IRC enables those who are eager to chew the cud to congregate in a "room" of their choice. There is a bewildering assortment of these on the Net. But if you are new to IRC and want to explore the possibilities with the minimum of fuss and expense, take advantage of the free trials being advertised by the big Internet service providers: America On Line (AOL), Compuserve, Virgin Online and Microsoft Network.

I have been using AOL, which has hundreds - possibly thousands - of rooms devoted to everything from metaphysics to motor cars. Enter the room, and you can eavesdrop on the badinage which scrolls up the screen. If you want to join in, you simply type in your pearls of wisdom and they appear instantly. It's true that many of the conversations can often be embarrassingly anodyne, sometimes offensive, and occasionally obscene. But if you don't like the particular crowd in one room, you quickly bid your fond adieus and head for another.

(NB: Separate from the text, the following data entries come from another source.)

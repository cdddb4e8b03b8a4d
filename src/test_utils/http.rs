use axum::{body::Body, http::Response};

#[track_caller]
pub(crate) fn get_header(response: &Response<Body>, header_name: &str) -> String {
    let header_error_message = format!("Headers missing {header_name}");

    response
        .headers()
        .get(header_name)
        .expect(&header_error_message)
        .to_str()
        .expect("Could not convert to str")
        .to_string()
}

pub(crate) async fn read_body_text(response: Response<Body>) -> String {
    let body = axum::body::to_bytes(response.into_body(), usize::MAX)
        .await
        .expect("Could not read response body");

    String::from_utf8_lossy(&body).to_string()
}
//! Database schema setup.

use rusqlite::{Connection, Transaction, TransactionBehavior};

use crate::{Error, category::create_category_table, expense::create_expense_table};

/// Create the tables for the domain models if they do not already exist.
///
/// The tables are created inside a single exclusive transaction, so either
/// all of them are created or none are.
///
/// No foreign key is declared from `expenses.category_id` to `categories.id`.
///
/// # Errors
/// Returns an error if there is an SQL error.
pub fn initialize(connection: &Connection) -> Result<(), Error> {
    let transaction = Transaction::new_unchecked(connection, TransactionBehavior::Exclusive)?;

    create_category_table(&transaction)?;
    create_expense_table(&transaction)?;

    transaction.commit()?;

    Ok(())
}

IRC, however, offers far more than this. In addition to being able to engage in a communal chin-wag, it's easy to strike up a private conversation with any individual in the room. You and your new-found chum simply open a window in which you can chat without being overheard by the others. You can even set up your own private room, and, if you so wish, allow others to join you there - by invitation only.

The educational potential is obvious. Children might enjoy using e-mail but soon realise it's only a souped-up version of the service that Postman Pat provides. IRC, on the other hand, offers them the exhilaration of meeting new people and the spontaneity of a real conversation.

Teachers are already capitalising on this. In the latest issue of Educational Computing Technology, Chris Flanagan, a primary head, describes how AOL enabled him to create a virtual classroom in which pupils from several schools could "meet".

It could prove just as useful for older pupils. For example, AOL has rooms where the participants chat in French, Spanish and German. Here, pupils can practise communicating in another tongue, without having to worry about their accent. In English, sciences and the humanities, specialists could be summoned to lead discussion groups on every conceivable subject - including, of course, the vexed question of where Shakespeare was during the Second World War.